(Exercise): Every line of the data should be retyped with no difference from the original.

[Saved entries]
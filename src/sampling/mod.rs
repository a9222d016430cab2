//! Sampling module - Langevin Monte Carlo walker propagation.

mod langevin;
mod trajectory;

pub use langevin::{LangevinParams, LangevinSampler, Sample};
pub use trajectory::{keep_step, sample_trajectory, StepTable, Thinned, Trajectory};
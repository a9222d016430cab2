//! Wavefunction boundary - drift force and amplitude evaluation.

mod models;
mod traits;

pub use models::{GaussianModel, HydrogenLikeModel};
pub use traits::{DriftWavefunction, EnergyCalculator, ForceBatch};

(Response area):
filename src/sampling/mod.rs
repository a9222d016430cab2
//! Sampling module - Langevin Monte Carlo walker propagation.

mod langevin;
mod trajectory;

pub use langevin::{LangevinParams, LangevinSampler, Sample};
pub use trajectory::{keep_step, sample_trajectory, StepTable, Thinned, Trajectory};
repository a9222d016430cab2
//! Wavefunction boundary - drift force and amplitude evaluation.

mod models;
mod traits;

pub use models::{GaussianModel, HydrogenLikeModel};
pub use traits::{DriftWavefunction, EnergyCalculator, ForceBatch};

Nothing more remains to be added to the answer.